Six months later, with Nicole by his side in the hospital, KJ received an infusion of a gene editing therapy aimed at correcting the rare genetic error in his liver cells. Custom vials of treatment components were flown in from multiple states and Canada, each tailored specifically for KJ. Although the treatment hasn’t cured KJ, it has resulted in a significantly milder form of the disease and is being celebrated as a groundbreaking advancement in the pursuit of genomic medicine. This milestone has reignited discussions surrounding the safe and equitable expansion of personalized therapies.
By the conclusion of the couple’s presentation, many attendees were visibly emotional. Meanwhile, KJ beamed in a toddler-sized tuxedo, happily interacting with Kiran Musunuru, the geneticist who spearheaded the development of his treatment, all while sitting on the lap of Karen Ahrens-Nicklas, the physician who administered it.
Since the announcement of KJ’s successful treatment in May, the research team has been inundated with requests for help from families dealing with other rare diseases. While they respond to every inquiry, the reality remains that for most, there is little they can offer. The tailored drug for KJ corrected a single error in his DNA and, though it has yielded miraculous outcomes, the process demanded substantial resources, expertise, and investment that are not easily replicated.
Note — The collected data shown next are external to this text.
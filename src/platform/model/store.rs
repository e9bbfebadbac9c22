use crate::fixture::repository::FixtureEntity;

/// A store view as returned by the store repository.
pub type Store = entity::store::Model;

impl FixtureEntity for entity::store::Model {
    type Id = i32;

    const KIND: &'static str = "store";

    fn id(&self) -> i32 {
        self.id
    }

    fn natural_key(&self) -> String {
        self.code.clone()
    }
}

/// Entity shell for a store view.
#[derive(Clone, Debug, Default, PartialEq, Eq)]
pub struct StoreDraft {
    pub code: String,
    pub name: String,
    pub sort_order: i32,
    pub is_active: bool,
}
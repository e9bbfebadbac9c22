use sea_orm::{
    sea_query::TableCreateStatement, ActiveValue, ConnectionTrait, Database, DatabaseConnection,
    EntityTrait,
};

use crate::error::TestError;

/// Database used when `TEST_DATABASE_URL` is not set.
const DEFAULT_DATABASE_URL: &str = "sqlite::memory:";

/// Test context containing the database connection for one test.
///
/// By default every context gets its own in-memory SQLite database, so tests never
/// share state. Point `TEST_DATABASE_URL` at a file database to inspect what a test
/// leaves behind.
pub struct TestContext {
    /// Optional database connection.
    ///
    /// Initialized lazily when `database()` is first called.
    pub db: Option<DatabaseConnection>,
}

impl TestContext {
    /// Creates a new empty test context.
    ///
    /// # Returns
    /// - New `TestContext` instance with no database connection
    pub fn new() -> Self {
        Self { db: None }
    }

    /// Gets or creates the test database connection.
    ///
    /// Loads `.env` (if present) and connects to `TEST_DATABASE_URL`, falling back to
    /// a private in-memory SQLite database. The connection persists for the lifetime
    /// of this test context.
    ///
    /// # Returns
    /// - `Ok(&DatabaseConnection)` - Reference to the database connection
    /// - `Err(TestError::Database)` - Failed to connect to the database
    pub async fn database(&mut self) -> Result<&DatabaseConnection, TestError> {
        match self.db {
            Some(ref db) => Ok(db),
            None => {
                dotenvy::dotenv().ok();
                let url = std::env::var("TEST_DATABASE_URL")
                    .unwrap_or_else(|_| DEFAULT_DATABASE_URL.to_string());

                tracing::debug!("Connecting test database at {}", url);
                let db = Database::connect(url).await?;

                let db_ref = self.db.insert(db);

                Ok(&*db_ref) // Re-borrow as immutable
            }
        }
    }

    /// Creates database tables from the provided CREATE TABLE statements.
    ///
    /// Typically called by `TestBuilder::build()` rather than directly.
    ///
    /// # Arguments
    /// - `stmts` - Vector of CREATE TABLE statements to execute
    ///
    /// # Returns
    /// - `Ok(())` - All tables created successfully
    /// - `Err(TestError::Database)` - Failed to create one or more tables
    pub async fn with_tables(&mut self, stmts: Vec<TableCreateStatement>) -> Result<(), TestError> {
        let db = self.database().await?;

        for stmt in stmts {
            db.execute(&stmt).await?;
        }

        Ok(())
    }

    /// Inserts the admin (`0`) and default (`1`) store views.
    ///
    /// Mirrors what a platform installation provides: the admin scope holding default
    /// values and one storefront view that carts and pages can be assigned to.
    ///
    /// # Returns
    /// - `Ok(())` - Both store views exist
    /// - `Err(TestError::Database)` - Insert failed (for example the store table is missing)
    pub async fn seed_system_stores(&mut self) -> Result<(), TestError> {
        let db = self.database().await?;

        let system_stores = [(0, "admin", "Admin"), (1, "default", "Default Store View")];

        for (id, code, name) in system_stores {
            if entity::prelude::Store::find_by_id(id).one(db).await?.is_some() {
                continue;
            }

            entity::prelude::Store::insert(entity::store::ActiveModel {
                id: ActiveValue::Set(id),
                code: ActiveValue::Set(code.to_string()),
                name: ActiveValue::Set(name.to_string()),
                sort_order: ActiveValue::Set(id),
                is_active: ActiveValue::Set(true),
            })
            .exec_without_returning(db)
            .await?;
        }

        Ok(())
    }
}

impl Default for TestContext {
    fn default() -> Self {
        Self::new()
    }
}
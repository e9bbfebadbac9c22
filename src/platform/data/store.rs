use sea_orm::{ActiveModelTrait, ActiveValue, ColumnTrait, EntityTrait, QueryFilter};

use crate::{
    error::PlatformError,
    fixture::repository::{FixtureEntity, Repository},
    platform::{
        data::{expect_deleted, no_such_entity},
        model::store::{Store, StoreDraft},
        secure_area::SecureArea,
        Platform,
    },
};

/// Store views. Deleting one requires the secure area.
#[derive(Clone, Copy)]
pub struct StoreRepository<'a> {
    platform: &'a Platform,
}

impl<'a> StoreRepository<'a> {
    pub fn new(platform: &'a Platform) -> Self {
        Self { platform }
    }

    /// Gets a store view by its code.
    pub async fn get_by_code(&self, code: &str) -> Result<Store, PlatformError> {
        entity::prelude::Store::find()
            .filter(entity::store::Column::Code.eq(code))
            .one(self.platform.db())
            .await?
            .ok_or_else(|| no_such_entity(Store::KIND, code))
    }
}

impl Repository for StoreRepository<'_> {
    type Entity = Store;
    type Draft = StoreDraft;

    fn create(&self) -> StoreDraft {
        StoreDraft::default()
    }

    async fn save(&self, draft: StoreDraft) -> Result<Store, PlatformError> {
        let store = entity::store::ActiveModel {
            code: ActiveValue::Set(draft.code),
            name: ActiveValue::Set(draft.name),
            sort_order: ActiveValue::Set(draft.sort_order),
            is_active: ActiveValue::Set(draft.is_active),
            ..Default::default()
        }
        .insert(self.platform.db())
        .await?;

        Ok(store)
    }

    async fn get_by_id(&self, id: i32) -> Result<Store, PlatformError> {
        entity::prelude::Store::find_by_id(id)
            .one(self.platform.db())
            .await?
            .ok_or_else(|| no_such_entity(Store::KIND, id))
    }

    async fn delete(&self, store: &Store) -> Result<(), PlatformError> {
        if !self.platform.secure_area().is_registered() {
            return Err(PlatformError::SecureAreaRequired { kind: Store::KIND });
        }

        let result = entity::prelude::Store::delete_by_id(store.id)
            .exec(self.platform.db())
            .await?;

        expect_deleted(result, Store::KIND, store.id)
    }

    fn secure_area(&self) -> Option<&SecureArea> {
        Some(self.platform.secure_area())
    }
}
Top researchers in Boston, including Ben Kleinstiver at Massachusetts General Hospital and David Liu at the Broad Institute, have contributed to refining the editing tool, utilizing a base editing version of CRISPR to ensure accurate DNA modifications. Fyodor Urnov from the Innovative Genomics Institute at UC Berkeley has collaborated with the teams at CHOP and Penn to establish an ambitious public-private partnership that harnesses resources from Aldevron, IDT, Acuitas Therapeutics, and the Jackson Laboratory.
“Scaling this technology is essential,” Ahrens-Nicklas emphasized. “In the U.S., we need to obtain approval so the drug can be reimbursed, allowing us to subsidize its use for patients nationwide. The technology exists; we just need the proper infrastructure to assess and deliver it.”
The duo has been working tirelessly over the past few months to put this plan into action. This winter, Musunuru announced their intention to petition the Food and Drug Administration to initiate a formal clinical trial open to patients suffering from seven distinct urea cycle disorders, as long as their mutations can be successfully addressed through base editing. They aim to develop a new “umbrella-of-umbrella” strategy, enabling individualized treatment assessments within a single trial framework. Following the treatment of five patients, they plan to advance to a Phase 3 trial, potentially paving the way for conditional approval of base editing as a foundational technology.
“Reaching that point is absolutely crucial,” Musunuru remarked. “It won’t solve all challenges, but without this step, we risk stagnating efforts to assist all the children who are in need.”